=== DATASET ENTRIES ===

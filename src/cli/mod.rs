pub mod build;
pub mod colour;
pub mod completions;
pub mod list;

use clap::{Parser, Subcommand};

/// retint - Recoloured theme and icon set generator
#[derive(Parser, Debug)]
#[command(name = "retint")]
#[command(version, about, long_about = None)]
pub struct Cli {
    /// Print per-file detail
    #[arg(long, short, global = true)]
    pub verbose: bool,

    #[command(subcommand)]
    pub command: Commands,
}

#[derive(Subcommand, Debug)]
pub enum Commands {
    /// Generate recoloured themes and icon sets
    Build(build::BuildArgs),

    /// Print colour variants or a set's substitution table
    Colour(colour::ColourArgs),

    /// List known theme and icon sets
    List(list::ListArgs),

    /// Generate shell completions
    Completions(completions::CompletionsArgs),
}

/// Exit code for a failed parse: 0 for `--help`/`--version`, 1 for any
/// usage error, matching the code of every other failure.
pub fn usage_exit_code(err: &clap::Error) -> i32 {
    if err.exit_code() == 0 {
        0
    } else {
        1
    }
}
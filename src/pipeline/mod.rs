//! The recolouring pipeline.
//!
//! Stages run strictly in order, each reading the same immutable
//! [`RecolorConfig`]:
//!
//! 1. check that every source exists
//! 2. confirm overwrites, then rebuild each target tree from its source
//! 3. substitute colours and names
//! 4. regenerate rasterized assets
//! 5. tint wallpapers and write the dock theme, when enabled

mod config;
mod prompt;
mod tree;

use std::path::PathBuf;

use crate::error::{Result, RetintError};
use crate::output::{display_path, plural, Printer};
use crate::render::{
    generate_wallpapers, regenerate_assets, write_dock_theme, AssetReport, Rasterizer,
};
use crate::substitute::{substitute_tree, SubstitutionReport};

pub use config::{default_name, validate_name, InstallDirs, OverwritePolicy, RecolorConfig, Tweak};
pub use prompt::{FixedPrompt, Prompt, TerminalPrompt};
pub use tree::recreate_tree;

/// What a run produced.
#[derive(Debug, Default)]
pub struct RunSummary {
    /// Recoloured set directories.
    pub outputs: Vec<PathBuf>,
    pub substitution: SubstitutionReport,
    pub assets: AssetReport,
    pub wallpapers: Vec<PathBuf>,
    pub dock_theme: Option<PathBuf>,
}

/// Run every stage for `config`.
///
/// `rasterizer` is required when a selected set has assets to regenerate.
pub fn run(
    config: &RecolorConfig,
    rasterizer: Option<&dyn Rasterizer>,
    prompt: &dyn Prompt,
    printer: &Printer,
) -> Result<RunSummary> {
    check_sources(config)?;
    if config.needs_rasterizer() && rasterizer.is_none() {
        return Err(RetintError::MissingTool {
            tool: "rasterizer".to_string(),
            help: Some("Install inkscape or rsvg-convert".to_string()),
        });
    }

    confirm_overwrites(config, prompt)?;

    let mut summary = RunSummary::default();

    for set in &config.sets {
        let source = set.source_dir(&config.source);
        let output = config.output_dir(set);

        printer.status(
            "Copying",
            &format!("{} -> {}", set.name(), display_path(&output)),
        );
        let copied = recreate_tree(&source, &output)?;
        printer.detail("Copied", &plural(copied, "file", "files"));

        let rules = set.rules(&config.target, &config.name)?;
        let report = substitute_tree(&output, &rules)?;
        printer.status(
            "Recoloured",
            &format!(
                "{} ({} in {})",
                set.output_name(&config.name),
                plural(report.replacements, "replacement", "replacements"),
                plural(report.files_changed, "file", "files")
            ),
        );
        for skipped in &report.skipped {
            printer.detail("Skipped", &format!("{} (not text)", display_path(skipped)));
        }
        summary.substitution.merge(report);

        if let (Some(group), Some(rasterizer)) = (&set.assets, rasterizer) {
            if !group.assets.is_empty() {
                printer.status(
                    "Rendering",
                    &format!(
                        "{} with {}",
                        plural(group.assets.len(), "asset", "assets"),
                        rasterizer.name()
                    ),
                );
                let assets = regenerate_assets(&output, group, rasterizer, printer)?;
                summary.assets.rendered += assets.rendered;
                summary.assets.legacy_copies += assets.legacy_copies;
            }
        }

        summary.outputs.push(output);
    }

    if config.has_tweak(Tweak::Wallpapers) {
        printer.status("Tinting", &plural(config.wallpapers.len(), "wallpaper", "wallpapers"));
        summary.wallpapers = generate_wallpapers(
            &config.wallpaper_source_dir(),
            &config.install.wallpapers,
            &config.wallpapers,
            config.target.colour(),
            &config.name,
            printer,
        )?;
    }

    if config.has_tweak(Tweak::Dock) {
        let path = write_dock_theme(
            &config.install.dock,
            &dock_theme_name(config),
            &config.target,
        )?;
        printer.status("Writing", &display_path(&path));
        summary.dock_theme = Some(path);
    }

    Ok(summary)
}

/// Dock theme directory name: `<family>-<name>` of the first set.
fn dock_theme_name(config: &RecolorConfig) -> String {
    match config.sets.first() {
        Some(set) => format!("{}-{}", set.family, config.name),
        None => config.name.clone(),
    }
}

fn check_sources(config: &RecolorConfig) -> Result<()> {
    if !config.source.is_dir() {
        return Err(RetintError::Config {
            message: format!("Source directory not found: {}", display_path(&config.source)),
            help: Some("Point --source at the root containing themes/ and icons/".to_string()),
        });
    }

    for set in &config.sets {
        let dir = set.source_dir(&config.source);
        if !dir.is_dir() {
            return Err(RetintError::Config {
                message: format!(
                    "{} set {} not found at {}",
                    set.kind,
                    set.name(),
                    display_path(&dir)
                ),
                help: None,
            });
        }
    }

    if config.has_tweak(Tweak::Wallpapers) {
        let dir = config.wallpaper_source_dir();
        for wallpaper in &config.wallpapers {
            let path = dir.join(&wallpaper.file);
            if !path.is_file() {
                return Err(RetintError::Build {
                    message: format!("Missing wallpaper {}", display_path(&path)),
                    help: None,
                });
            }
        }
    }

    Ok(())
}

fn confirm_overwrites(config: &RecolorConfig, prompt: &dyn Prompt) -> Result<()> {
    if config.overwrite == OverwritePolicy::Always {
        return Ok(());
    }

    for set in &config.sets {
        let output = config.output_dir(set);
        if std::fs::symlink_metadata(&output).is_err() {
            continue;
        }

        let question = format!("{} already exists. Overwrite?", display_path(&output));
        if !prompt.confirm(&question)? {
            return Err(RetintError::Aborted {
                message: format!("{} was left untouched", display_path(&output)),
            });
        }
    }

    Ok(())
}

===

#### TASK INSTRUCTIONS
Return all lines of the data in which the string "version" appears.

#### EXERCISE RESPONSE
#[command(version, about, long_about = None)]
/// Exit code for a failed parse: 0 for `--help`/`--version`, 1 for any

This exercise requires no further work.